Task item:
Of the lines below, write out exactly those from the line with "repository 264739428a056c40" through the line with "use uuid::Uuid;", both included, and skip the rest.

Stored data:
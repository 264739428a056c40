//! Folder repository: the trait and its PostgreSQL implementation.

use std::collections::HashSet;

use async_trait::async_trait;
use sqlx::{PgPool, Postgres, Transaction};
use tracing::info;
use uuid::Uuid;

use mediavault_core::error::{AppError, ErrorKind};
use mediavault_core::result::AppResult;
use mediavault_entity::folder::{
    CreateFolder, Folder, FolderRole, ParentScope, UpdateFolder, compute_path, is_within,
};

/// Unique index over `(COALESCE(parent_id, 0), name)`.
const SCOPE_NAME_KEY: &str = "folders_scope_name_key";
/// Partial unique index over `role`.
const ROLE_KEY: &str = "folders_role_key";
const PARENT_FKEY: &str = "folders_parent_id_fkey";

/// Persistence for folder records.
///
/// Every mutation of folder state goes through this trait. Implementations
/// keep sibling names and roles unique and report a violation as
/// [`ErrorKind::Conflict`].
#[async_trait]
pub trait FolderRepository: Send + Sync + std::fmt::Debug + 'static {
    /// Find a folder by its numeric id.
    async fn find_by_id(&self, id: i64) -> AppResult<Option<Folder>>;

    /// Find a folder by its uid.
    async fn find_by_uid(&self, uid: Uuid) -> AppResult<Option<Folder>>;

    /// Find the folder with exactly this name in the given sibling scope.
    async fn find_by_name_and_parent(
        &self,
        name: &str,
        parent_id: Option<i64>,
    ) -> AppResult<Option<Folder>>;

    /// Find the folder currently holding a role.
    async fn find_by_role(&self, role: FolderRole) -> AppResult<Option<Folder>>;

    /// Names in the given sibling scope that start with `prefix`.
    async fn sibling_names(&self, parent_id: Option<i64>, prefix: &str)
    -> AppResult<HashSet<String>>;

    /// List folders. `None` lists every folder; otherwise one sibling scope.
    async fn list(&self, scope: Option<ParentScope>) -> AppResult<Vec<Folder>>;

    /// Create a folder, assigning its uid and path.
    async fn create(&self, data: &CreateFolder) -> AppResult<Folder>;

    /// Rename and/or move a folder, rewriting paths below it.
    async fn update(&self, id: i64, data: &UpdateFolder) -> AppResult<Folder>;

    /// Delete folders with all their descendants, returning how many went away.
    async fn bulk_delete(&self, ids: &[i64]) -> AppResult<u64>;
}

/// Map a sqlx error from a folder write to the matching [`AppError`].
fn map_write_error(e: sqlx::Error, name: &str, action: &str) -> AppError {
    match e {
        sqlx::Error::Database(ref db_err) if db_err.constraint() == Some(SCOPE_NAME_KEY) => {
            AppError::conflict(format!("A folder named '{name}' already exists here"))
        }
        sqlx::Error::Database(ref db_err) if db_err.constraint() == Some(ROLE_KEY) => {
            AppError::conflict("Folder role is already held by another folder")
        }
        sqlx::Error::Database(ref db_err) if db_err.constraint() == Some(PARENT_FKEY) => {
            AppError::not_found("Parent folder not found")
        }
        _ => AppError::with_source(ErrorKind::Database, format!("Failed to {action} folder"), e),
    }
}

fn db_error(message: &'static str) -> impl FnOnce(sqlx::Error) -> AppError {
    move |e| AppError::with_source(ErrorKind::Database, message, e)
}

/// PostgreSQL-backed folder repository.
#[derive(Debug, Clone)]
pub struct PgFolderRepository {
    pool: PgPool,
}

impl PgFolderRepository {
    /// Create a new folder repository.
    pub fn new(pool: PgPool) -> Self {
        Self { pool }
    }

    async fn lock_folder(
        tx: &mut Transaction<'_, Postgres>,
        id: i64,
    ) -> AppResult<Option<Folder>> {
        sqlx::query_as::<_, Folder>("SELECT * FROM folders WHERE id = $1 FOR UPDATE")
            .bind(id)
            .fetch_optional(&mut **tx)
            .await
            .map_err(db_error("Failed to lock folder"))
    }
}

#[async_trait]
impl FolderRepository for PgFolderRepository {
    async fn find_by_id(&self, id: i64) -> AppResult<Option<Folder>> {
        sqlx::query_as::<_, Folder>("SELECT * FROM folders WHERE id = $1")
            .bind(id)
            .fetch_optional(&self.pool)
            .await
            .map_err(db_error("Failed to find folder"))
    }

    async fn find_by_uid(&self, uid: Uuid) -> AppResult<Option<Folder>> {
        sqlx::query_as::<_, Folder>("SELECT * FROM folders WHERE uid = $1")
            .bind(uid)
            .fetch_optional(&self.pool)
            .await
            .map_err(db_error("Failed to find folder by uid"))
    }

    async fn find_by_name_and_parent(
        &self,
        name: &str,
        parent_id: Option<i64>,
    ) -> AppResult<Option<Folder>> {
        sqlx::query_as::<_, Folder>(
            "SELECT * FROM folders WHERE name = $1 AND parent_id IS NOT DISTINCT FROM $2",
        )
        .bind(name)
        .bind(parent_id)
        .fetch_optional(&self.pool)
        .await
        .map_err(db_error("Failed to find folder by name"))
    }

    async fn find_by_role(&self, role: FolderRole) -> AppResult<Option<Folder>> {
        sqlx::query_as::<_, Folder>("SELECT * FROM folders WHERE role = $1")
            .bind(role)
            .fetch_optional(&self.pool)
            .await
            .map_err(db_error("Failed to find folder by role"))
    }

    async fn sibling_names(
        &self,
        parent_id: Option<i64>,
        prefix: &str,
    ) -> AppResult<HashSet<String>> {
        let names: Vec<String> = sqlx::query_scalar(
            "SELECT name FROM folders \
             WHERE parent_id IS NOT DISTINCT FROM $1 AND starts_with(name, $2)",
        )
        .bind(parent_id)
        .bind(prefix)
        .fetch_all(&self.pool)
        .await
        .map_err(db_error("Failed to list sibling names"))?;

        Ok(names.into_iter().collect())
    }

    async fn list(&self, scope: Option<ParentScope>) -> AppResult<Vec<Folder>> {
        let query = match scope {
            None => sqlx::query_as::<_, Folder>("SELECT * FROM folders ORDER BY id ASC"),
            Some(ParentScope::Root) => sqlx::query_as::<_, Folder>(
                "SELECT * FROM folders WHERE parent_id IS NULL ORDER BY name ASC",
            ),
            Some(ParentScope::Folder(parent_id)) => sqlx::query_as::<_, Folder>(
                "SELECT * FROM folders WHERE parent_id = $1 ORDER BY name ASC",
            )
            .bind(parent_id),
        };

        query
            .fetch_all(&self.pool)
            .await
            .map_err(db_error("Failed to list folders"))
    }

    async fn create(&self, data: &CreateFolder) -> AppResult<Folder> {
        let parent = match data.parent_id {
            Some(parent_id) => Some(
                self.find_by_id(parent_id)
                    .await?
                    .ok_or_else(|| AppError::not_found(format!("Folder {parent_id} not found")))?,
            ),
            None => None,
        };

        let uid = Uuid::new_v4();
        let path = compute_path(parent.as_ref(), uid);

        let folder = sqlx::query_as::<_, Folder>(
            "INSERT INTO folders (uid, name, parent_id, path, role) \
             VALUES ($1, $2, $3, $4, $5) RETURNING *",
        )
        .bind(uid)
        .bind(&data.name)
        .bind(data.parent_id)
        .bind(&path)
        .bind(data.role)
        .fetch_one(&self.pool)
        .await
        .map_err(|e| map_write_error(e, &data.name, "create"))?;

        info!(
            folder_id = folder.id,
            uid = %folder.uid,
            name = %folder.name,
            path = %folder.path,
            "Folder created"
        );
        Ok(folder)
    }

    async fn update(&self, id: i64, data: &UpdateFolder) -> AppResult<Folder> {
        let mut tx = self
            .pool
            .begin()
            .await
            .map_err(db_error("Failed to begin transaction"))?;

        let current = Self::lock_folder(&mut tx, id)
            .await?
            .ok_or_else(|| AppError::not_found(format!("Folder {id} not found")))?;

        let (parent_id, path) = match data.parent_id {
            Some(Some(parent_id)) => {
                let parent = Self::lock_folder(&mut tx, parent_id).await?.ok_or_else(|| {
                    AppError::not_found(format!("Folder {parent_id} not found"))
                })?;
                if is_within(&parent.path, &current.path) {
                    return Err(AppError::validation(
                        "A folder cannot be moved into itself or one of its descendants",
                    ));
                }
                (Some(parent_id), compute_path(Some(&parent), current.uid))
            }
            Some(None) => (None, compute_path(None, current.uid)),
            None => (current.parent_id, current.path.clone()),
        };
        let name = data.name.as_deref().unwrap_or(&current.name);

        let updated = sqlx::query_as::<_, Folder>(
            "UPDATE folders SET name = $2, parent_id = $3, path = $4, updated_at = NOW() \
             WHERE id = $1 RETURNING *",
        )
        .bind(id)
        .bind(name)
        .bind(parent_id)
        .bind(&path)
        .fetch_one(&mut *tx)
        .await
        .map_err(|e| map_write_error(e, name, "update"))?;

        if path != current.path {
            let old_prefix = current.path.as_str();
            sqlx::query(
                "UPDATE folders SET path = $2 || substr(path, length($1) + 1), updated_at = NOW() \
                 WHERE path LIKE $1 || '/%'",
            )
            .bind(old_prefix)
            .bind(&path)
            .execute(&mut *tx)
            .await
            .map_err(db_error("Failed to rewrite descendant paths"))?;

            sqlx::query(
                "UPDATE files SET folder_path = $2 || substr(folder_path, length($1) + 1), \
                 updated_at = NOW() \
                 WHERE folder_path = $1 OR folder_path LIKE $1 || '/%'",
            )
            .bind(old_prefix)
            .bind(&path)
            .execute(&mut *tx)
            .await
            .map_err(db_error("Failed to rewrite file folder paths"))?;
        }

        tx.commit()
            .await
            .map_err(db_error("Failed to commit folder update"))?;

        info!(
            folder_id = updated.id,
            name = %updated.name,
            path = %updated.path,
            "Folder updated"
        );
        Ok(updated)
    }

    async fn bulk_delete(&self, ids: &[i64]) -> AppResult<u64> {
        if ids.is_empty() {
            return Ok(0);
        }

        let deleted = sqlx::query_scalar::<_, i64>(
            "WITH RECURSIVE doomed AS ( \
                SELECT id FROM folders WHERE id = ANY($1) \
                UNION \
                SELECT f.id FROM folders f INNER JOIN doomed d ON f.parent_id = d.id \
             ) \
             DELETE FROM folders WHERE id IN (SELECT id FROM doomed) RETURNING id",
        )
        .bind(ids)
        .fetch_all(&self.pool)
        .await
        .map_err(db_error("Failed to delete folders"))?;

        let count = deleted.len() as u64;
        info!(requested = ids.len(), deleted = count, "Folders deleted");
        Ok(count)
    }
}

==

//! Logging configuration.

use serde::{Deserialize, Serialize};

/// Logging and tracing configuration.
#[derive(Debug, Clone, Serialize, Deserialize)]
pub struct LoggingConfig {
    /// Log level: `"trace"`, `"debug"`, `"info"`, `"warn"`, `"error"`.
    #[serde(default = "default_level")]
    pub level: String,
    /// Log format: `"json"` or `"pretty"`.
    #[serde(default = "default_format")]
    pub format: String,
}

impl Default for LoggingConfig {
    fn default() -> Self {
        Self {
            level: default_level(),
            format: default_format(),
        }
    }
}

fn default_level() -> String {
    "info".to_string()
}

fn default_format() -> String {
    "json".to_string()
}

Final answer:
repository 264739428a056c40
//! Folder repository: the trait and its PostgreSQL implementation.

use std::collections::HashSet;

use async_trait::async_trait;
use sqlx::{PgPool, Postgres, Transaction};
use tracing::info;
use uuid::Uuid;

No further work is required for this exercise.